It's also an excellent way to check for security problems, for pages which should be generated just for you. Increment/decrement the number - get someone else's information. I have reported countless instances of this with varying rewards and success; you can count on someone, somewhere making this mistake regularly.
Yeah, makes me think of the owasp top ten, though this site's problem isnt really insecure direct object references (as all the postings are public) more like "making it easy to infer information about the target."
You conflate several things and construct a problem where there is none:
* yes, auto-incrementing session IDs are bad and downright stupid. Noone ever does this (right?).
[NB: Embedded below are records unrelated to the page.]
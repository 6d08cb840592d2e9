//! Engine configuration, fixed at startup and passed into each component.

use crate::signature::SignatureSet;
use chrono::NaiveTime;
use dnt_winmgmt::{HostConfig, ServiceStartMode};
use serde::{Deserialize, Serialize};

pub const DEFAULT_SELF_TASK_NAME: &str = "Disable Nvidia Telemetry";
pub const SILENT_ARGUMENT: &str = "silent";

/// Configuration for matcher, transition engine and self-task manager.
#[derive(Debug, Clone, PartialEq, Eq, Serialize, Deserialize)]
#[serde(rename_all = "camelCase")]
pub struct TelemetryConfig {
    #[serde(default)]
    pub signatures: SignatureSet,
    /// Start mode applied when a service is enabled again.
    #[serde(default = "default_enable_start_mode")]
    pub enable_start_mode: ServiceStartMode,
    #[serde(default = "default_self_task_name")]
    pub self_task_name: String,
    /// Executable the self-task launches. `None` resolves to the current exe.
    #[serde(default)]
    pub self_task_executable: Option<String>,
    #[serde(default = "default_self_task_arguments")]
    pub self_task_arguments: String,
    /// Start time for the `Daily` trigger.
    #[serde(default = "default_daily_at")]
    pub daily_at: NaiveTime,
    #[serde(default)]
    pub host: HostConfig,
}

fn default_enable_start_mode() -> ServiceStartMode {
    ServiceStartMode::Manual
}

fn default_self_task_name() -> String {
    DEFAULT_SELF_TASK_NAME.to_string()
}

fn default_self_task_arguments() -> String {
    SILENT_ARGUMENT.to_string()
}

fn default_daily_at() -> NaiveTime {
    NaiveTime::from_hms_opt(12, 0, 0).unwrap_or_default()
}

impl Default for TelemetryConfig {
    fn default() -> Self {
        Self {
            signatures: SignatureSet::default(),
            enable_start_mode: default_enable_start_mode(),
            self_task_name: default_self_task_name(),
            self_task_executable: None,
            self_task_arguments: default_self_task_arguments(),
            daily_at: default_daily_at(),
            host: HostConfig::default(),
        }
    }
}

impl TelemetryConfig {
    /// Root-folder task path of the self-task.
    pub fn self_task_path(&self) -> String {
        if self.self_task_name.starts_with('\\') {
            self.self_task_name.clone()
        } else {
            format!("\\{}", self.self_task_name)
        }
    }

    /// Executable for the self-task action.
    pub fn resolve_executable(&self) -> String {
        if let Some(exe) = &self.self_task_executable {
            return exe.clone();
        }
        std::env::current_exe()
            .map(|p| p.to_string_lossy().to_string())
            .unwrap_or_else(|_| "dnt.exe".to_string())
    }
}

#[cfg(test)]
mod tests {
    use super::*;

    #[test]
    fn test_defaults() {
        let cfg = TelemetryConfig::default();
        assert_eq!(cfg.enable_start_mode, ServiceStartMode::Manual);
        assert_eq!(cfg.self_task_path(), "\\Disable Nvidia Telemetry");
        assert_eq!(cfg.self_task_arguments, "silent");
        assert!(!cfg.signatures.is_empty());
    }

    #[test]
    fn test_partial_json_uses_defaults() {
        let cfg: TelemetryConfig =
            serde_json::from_str(r#"{"enableStartMode":"auto","selfTaskExecutable":"C:\\dnt.exe"}"#)
                .unwrap();
        assert_eq!(cfg.enable_start_mode, ServiceStartMode::Auto);
        assert_eq!(cfg.resolve_executable(), "C:\\dnt.exe");
        assert_eq!(cfg.self_task_name, DEFAULT_SELF_TASK_NAME);
        assert_eq!(cfg.signatures, SignatureSet::default());
    }
}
* information leakage about the number of jobs per month or similar is not a problem unless you're trying to maintain some sort of illusion about your company / web page, which hopefully most people/companies won't do (they have no good reason, unless they're crooks). Nowdays archive.org will take many snapshots of web pages, so will Google and any visitor can do it, so why try to hide something obvious?
In general, it's not an anti-pattern: it's fine for products in online shops, properties on real estate platforms, blog entries, etc.. To avoid it there would simply mean to make URLs longer and uglier with no good reason.
I am not sure what you guys mean by “session id”—an identifier for the session, or an authentication mechanism? I have used systems where the session id was auto incremented, but there was a separate signature (in the cookie) verifying that the user “owned” that session.
I agree with the sentiment of the article, but not with the majority of the points the author makes.
Most of the time, information catalogued and then URL-ised by AUTO_INCREMENT are public information that could easily be spidered another way. As the article noted it's not hard to look back at previous job postings (using the article's example).
So most of the time AUTO_INCREMENT is just used as an arbitrary counter / identifier which is just as guessable with other arbitrarily chosen identifiers. The linked blog uses /CCYY/MM/ URL to order the articles, then a natural string to specify a specific record, and that method could just as easily work for the record ID in the same way /AUTO_INCREMENT/NATURAL_STRING. But the question of whether you'd want to hide (or make it harder to guess) URLs for articles published to the public still remains.
Where AUTO_INCREMENT really causes problems is when you have information you don't want public. Such as session IDs. But in those instances, it would be rare to URL-ise them in the first place (bar maybe some AJAX calls). And as far as I'm aware, nobody uses AUTO_INCREMENT for session IDs anyway (they'd have to be pretty useless developers if they did).
There might be some argument against AUTO_INCREMENT for some user-submitted / community services such as PasteBin and URL shorteners. But even here, if the information isn't intended to be public then it either a) be hidden behind some level of authentication or b) shouldn't have been published online to begin with.
Security aside, the other point he raised was with SEO. However even that's not really an issue for the same reason his /CCYY/MM/ URL isn't an issue: sites that need search engine optimised will support a human readable string as part of the URL.
So I don't think his "Stop Putting AUTO_INCREMENT IDs in URLs" is really tackling the real problems and I think his example is very misleading. The real issue is people who use predictable (which includes guessable hashes) row ID's as identifiers for non-public data AND the issue with developers who choose to hide non-public data behind obscurity[1] instead of secure authentication. None of which has much to do with URLs in the first place (since incrementing session ID's are just as bad regardless of whether they're encoded in a URL, HTTP "POST" body, a cookie, or whatever)
on the other hand, I'm currently using quite random IDs (firebase), and the URLs are just ugly: /jobs/-J_wBsKY4Rn1WgMPB7-_/operations/-J_wBsKf4-WYh9ohK7j8
You don't have to have a massive random number - just one long enough to fulfil your goal. You then ensure uniqueness using your database. If your goal is just to allow sufficient addressability, then the random number needs to have enough bits to cover the maximum number of items you can ever conceive of creating. If your goal is to prevent people from typing in a random number and getting a valid page, you need to multiply your address space by 1/(acceptable probability of guessing).
Having two levels of random number is unnecessary - you should be able to access a job/operation combination with a single identifier.